Mr. MIKE BLAKESLEE (Senior Deputy Executive Director, National Association for Music Education): It's a great idea because we do have a shortage of music teachers.

BLAIR: Mike Blakeslee heads up the National Association for Music Education. He sees pros and cons to the MusicianCorps idea. He says the music teacher shortage is primarily in the low-income school districts that MusicianCorps would target. So there is a need. But he also says it takes years of on-the-job training to become an effective music teacher. For now, MusicianCorps calls for only a summer training program, and Blakeslee thinks that may not be enough.

Mr. BLAKESLEE: Because in addition to being able to navigate the bureaucracy of schools and to deal with discipline issues and lack of facilities and all that other stuff, a music teacher has to be a good musician too.

(Soundbite of music class)

Unidentified Children: Just like that.

Ms. IRIS TATE (Music Teacher): I love that song. Do you like that song?

Unidentified Children: Yeah.

Ms. TATE: Can you sing it one more time for me? Come on.

BLAIR: Iris Tate has been teaching music in D.C. public schools for 23 years. She has two degrees in music education. She's worked in both affluent and low-income neighborhoods and says there is a big difference. She, too, likes the MusicianCorps idea, so long as they first talk to some veterans of the classroom.

Ms. TATE: It might scare them if they hear some of the horror stories.

BLAIR: Iris Tate is now teaching at Leckie Elementary, an inner-city school where more than half of the children are eligible for free lunches. She says teachers in this setting need to have patience and love.

Ms. TATE: The thing of it is, is understanding the children from the inner-city. They come from various backgrounds. And some of them don't have the love, they don't have the attention that they need. And a lot of times, if they're starving for attention, they're going to do all kinds of things to get your attention focused on them.

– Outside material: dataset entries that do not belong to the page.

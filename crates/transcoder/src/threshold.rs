//! Threshold Module
//!
//! Post-encode validation ensuring the output saved at least the profile's
//! minimum percentage over the original.

use serde::{Deserialize, Serialize};
use std::fs;
use std::path::Path;
use transcode_queue_config::Profile;

/// Result of the threshold check
#[derive(Debug, Clone, PartialEq, Serialize, Deserialize)]
pub enum ThresholdResult {
    /// Output saved enough (or the check is disabled)
    Pass,
    /// Output did not save enough to be worth keeping
    Fail {
        original_bytes: u64,
        output_bytes: u64,
        savings_percent: i64,
    },
}

/// Whole-percent savings of `new_bytes` relative to `original_bytes`.
///
/// `100 - floor(new * 100 / original)`; negative when the output grew.
/// An empty original counts as 0% savings.
pub fn percent_savings(original_bytes: u64, new_bytes: u64) -> i64 {
    if original_bytes == 0 {
        return 0;
    }
    let ratio = (new_bytes as u128 * 100) / original_bytes as u128;
    100 - ratio.min(i64::MAX as u128) as i64
}

/// True when the savings meet or beat `threshold` percent.
///
/// # Arguments
/// * `threshold` - Minimum required percent size reduction
/// * `original_bytes` - Size of the source file in bytes
/// * `new_bytes` - Size of the encoded output in bytes
pub fn is_exceeded_threshold(threshold: u32, original_bytes: u64, new_bytes: u64) -> bool {
    percent_savings(original_bytes, new_bytes) >= threshold as i64
}

/// Checks the sizes on disk against the profile's threshold.
///
/// A threshold of 0 disables the check without touching the filesystem.
pub fn filter_threshold(
    profile: &Profile,
    source: &Path,
    output: &Path,
) -> std::io::Result<ThresholdResult> {
    if profile.threshold == 0 {
        return Ok(ThresholdResult::Pass);
    }

    let original_bytes = fs::metadata(source)?.len();
    let output_bytes = fs::metadata(output)?.len();

    if is_exceeded_threshold(profile.threshold, original_bytes, output_bytes) {
        Ok(ThresholdResult::Pass)
    } else {
        Ok(ThresholdResult::Fail {
            original_bytes,
            output_bytes,
            savings_percent: percent_savings(original_bytes, output_bytes),
        })
    }
}

#[cfg(test)]
mod tests {
    use super::*;
    use proptest::prelude::*;
    use tempfile::TempDir;
    use transcode_queue_config::ProcessorKind;

    fn profile_with_threshold(threshold: u32) -> Profile {
        let mut profile = Profile::new("test", ProcessorKind::Ffmpeg, ".mkv");
        profile.threshold = threshold;
        profile
    }

    #[test]
    fn test_percent_savings_examples() {
        assert_eq!(percent_savings(1000, 850), 15);
        assert_eq!(percent_savings(1000, 950), 5);
        assert_eq!(percent_savings(1000, 1000), 0);
        assert_eq!(percent_savings(1000, 1500), -50);
        assert_eq!(percent_savings(0, 500), 0);
        // floor of the kept ratio, so 84.9% kept is 16% saved
        assert_eq!(percent_savings(1000, 849), 16);
    }

    #[test]
    fn test_filter_threshold_reads_sizes() {
        let dir = TempDir::new().unwrap();
        let source = dir.path().join("a.mkv");
        let output = dir.path().join("a.mkv.tmp");
        fs::write(&source, vec![0u8; 1000]).unwrap();
        fs::write(&output, vec![0u8; 950]).unwrap();

        let result = filter_threshold(&profile_with_threshold(10), &source, &output).unwrap();
        assert_eq!(
            result,
            ThresholdResult::Fail {
                original_bytes: 1000,
                output_bytes: 950,
                savings_percent: 5,
            }
        );

        fs::write(&output, vec![0u8; 850]).unwrap();
        let result = filter_threshold(&profile_with_threshold(10), &source, &output).unwrap();
        assert_eq!(result, ThresholdResult::Pass);
    }

    #[test]
    fn test_filter_threshold_missing_output_is_error() {
        let dir = TempDir::new().unwrap();
        let source = dir.path().join("a.mkv");
        fs::write(&source, b"data").unwrap();

        let result = filter_threshold(&profile_with_threshold(10), &source, &dir.path().join("gone"));
        assert!(result.is_err());
    }

    proptest! {
        #![proptest_config(ProptestConfig::with_cases(100))]

        #[test]
        fn prop_zero_threshold_always_passes(
            original in 0u64..u64::MAX / 2,
            output in 0u64..u64::MAX / 2,
        ) {
            // paths do not exist; a disabled check must not look at them
            let result = filter_threshold(
                &profile_with_threshold(0),
                Path::new("/nonexistent/source.mkv"),
                Path::new("/nonexistent/output.mkv"),
            );
            prop_assert!(matches!(result, Ok(ThresholdResult::Pass)));
            prop_assert!(is_exceeded_threshold(0, original, output.min(original)));
        }

        #[test]
        fn prop_threshold_matches_savings(
            original in 1u64..1_000_000_000_000,
            kept_permille in 0u64..1000,
            threshold in 1u32..100,
        ) {
            let output = original * kept_permille / 1000;
            let savings = percent_savings(original, output);
            prop_assert_eq!(
                is_exceeded_threshold(threshold, original, output),
                savings >= threshold as i64
            );
        }

        #[test]
        fn prop_more_savings_never_fails_lower_threshold(
            original in 1u64..1_000_000_000,
            output in 0u64..1_000_000_000,
            threshold in 1u32..100,
        ) {
            let output = output.min(original);
            if is_exceeded_threshold(threshold, original, output) {
                prop_assert!(is_exceeded_threshold(threshold - 1, original, output));
                prop_assert!(is_exceeded_threshold(threshold, original, output.saturating_sub(1)));
            }
        }
    }
}
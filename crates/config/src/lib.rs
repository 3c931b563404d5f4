//! Configuration module for the transcode queue
//!
//! Handles loading settings, queues, profiles and rules from TOML files and
//! environment variable overrides.

pub mod config;

pub use config::*;
//! ffmpeg processor
//!
//! Runs ffmpeg and turns its `size=... time=... speed=...x` status lines into
//! [`Sample::Ffmpeg`] values.

use super::{monitor_child, EncodeRequest, Processor, ProcessorError, RunOutcome, Sample, Verdict};
use crate::media::{probe_file, MediaInfo};
use once_cell::sync::Lazy;
use regex::Regex;
use std::path::{Path, PathBuf};
use std::process::{Command, Stdio};
use transcode_queue_config::ProcessorKind;

static SIZE_RE: Lazy<Regex> =
    Lazy::new(|| Regex::new(r"size=\s*(\d+)\s*(kB|KiB|mB|MiB|B)?").expect("valid size regex"));
static TIME_RE: Lazy<Regex> =
    Lazy::new(|| Regex::new(r"time=(\d+):(\d{2}):(\d{2}(?:\.\d+)?)").expect("valid time regex"));
static SPEED_RE: Lazy<Regex> =
    Lazy::new(|| Regex::new(r"speed=\s*(\d+(?:\.\d+)?)x").expect("valid speed regex"));

/// Parses one ffmpeg status line.
///
/// Returns None for lines without both a size and a time, which covers the
/// banner, stream listing and the `N/A` lines printed while ffmpeg primes.
pub fn parse_status_line(line: &str) -> Option<Sample> {
    let size = SIZE_RE.captures(line)?;
    let time = TIME_RE.captures(line)?;

    let amount: u64 = size[1].parse().ok()?;
    // ffmpeg's kB is 1024 bytes
    let multiplier = match size.get(2).map(|m| m.as_str()) {
        Some("kB") | Some("KiB") => 1024,
        Some("mB") | Some("MiB") => 1024 * 1024,
        _ => 1,
    };

    let hours: f64 = time[1].parse().ok()?;
    let minutes: f64 = time[2].parse().ok()?;
    let seconds: f64 = time[3].parse().ok()?;

    let speed = SPEED_RE
        .captures(line)
        .and_then(|c| c[1].parse::<f32>().ok())
        .unwrap_or(0.0);

    Some(Sample::Ffmpeg {
        time_secs: hours * 3600.0 + minutes * 60.0 + seconds,
        size_bytes: amount.checked_mul(multiplier)?,
        speed,
    })
}

/// ffmpeg-backed processor
#[derive(Debug, Clone)]
pub struct FfmpegProcessor {
    ffmpeg: PathBuf,
    ffprobe: PathBuf,
}

impl FfmpegProcessor {
    pub fn new(ffmpeg: PathBuf, ffprobe: PathBuf) -> Self {
        Self { ffmpeg, ffprobe }
    }
}

impl Processor for FfmpegProcessor {
    fn kind(&self) -> ProcessorKind {
        ProcessorKind::Ffmpeg
    }

    fn fetch_details(&self, path: &Path) -> Result<MediaInfo, ProcessorError> {
        Ok(probe_file(&self.ffprobe, path)?)
    }

    fn run(
        &self,
        request: &EncodeRequest,
        on_sample: &mut dyn FnMut(&Sample) -> Verdict,
    ) -> Result<RunOutcome, ProcessorError> {
        tracing::debug!(
            command = %format!("{} {}", self.ffmpeg.display(), request.args.join(" ")),
            "starting ffmpeg"
        );

        let mut child = Command::new(&self.ffmpeg)
            .args(&request.args)
            .stdin(Stdio::null())
            .stdout(Stdio::null())
            .stderr(Stdio::piped())
            .spawn()
            .map_err(|source| ProcessorError::Spawn {
                program: self.ffmpeg.display().to_string(),
                source,
            })?;

        let Some(stderr) = child.stderr.take() else {
            return Ok(RunOutcome::from_status(child.wait()?));
        };

        monitor_child(child, stderr, parse_status_line, on_sample)
    }
}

(Soundbite of music class)

Ms. TATE: OK, come on. Help me. Oh, you can tell me in a minute. I want you to sing the song, though. Come on, ready? Go.

BLAIR: Kiff Gallagher is committed to making his MusicianCorps concept a reality, with or without support from the Obama administration.

Mr. GALLAGHER: I hope that MusicianCorps can create new opportunities for musicians to both be creative and true to their craft, but also to contribute to society in a way that goes beyond just traditional commercial entertainment.

BLAIR: MusicianCorps was just awarded its first big grant. The Hewlett Foundation gave it a half million dollars for a pilot program in the San Francisco Bay Area. As for support from the next administration, the Obama transition team is recommending the creation of an Artist Corps that would partner with private initiatives like Kiff Gallagher's. Elizabeth Blair, NPR News.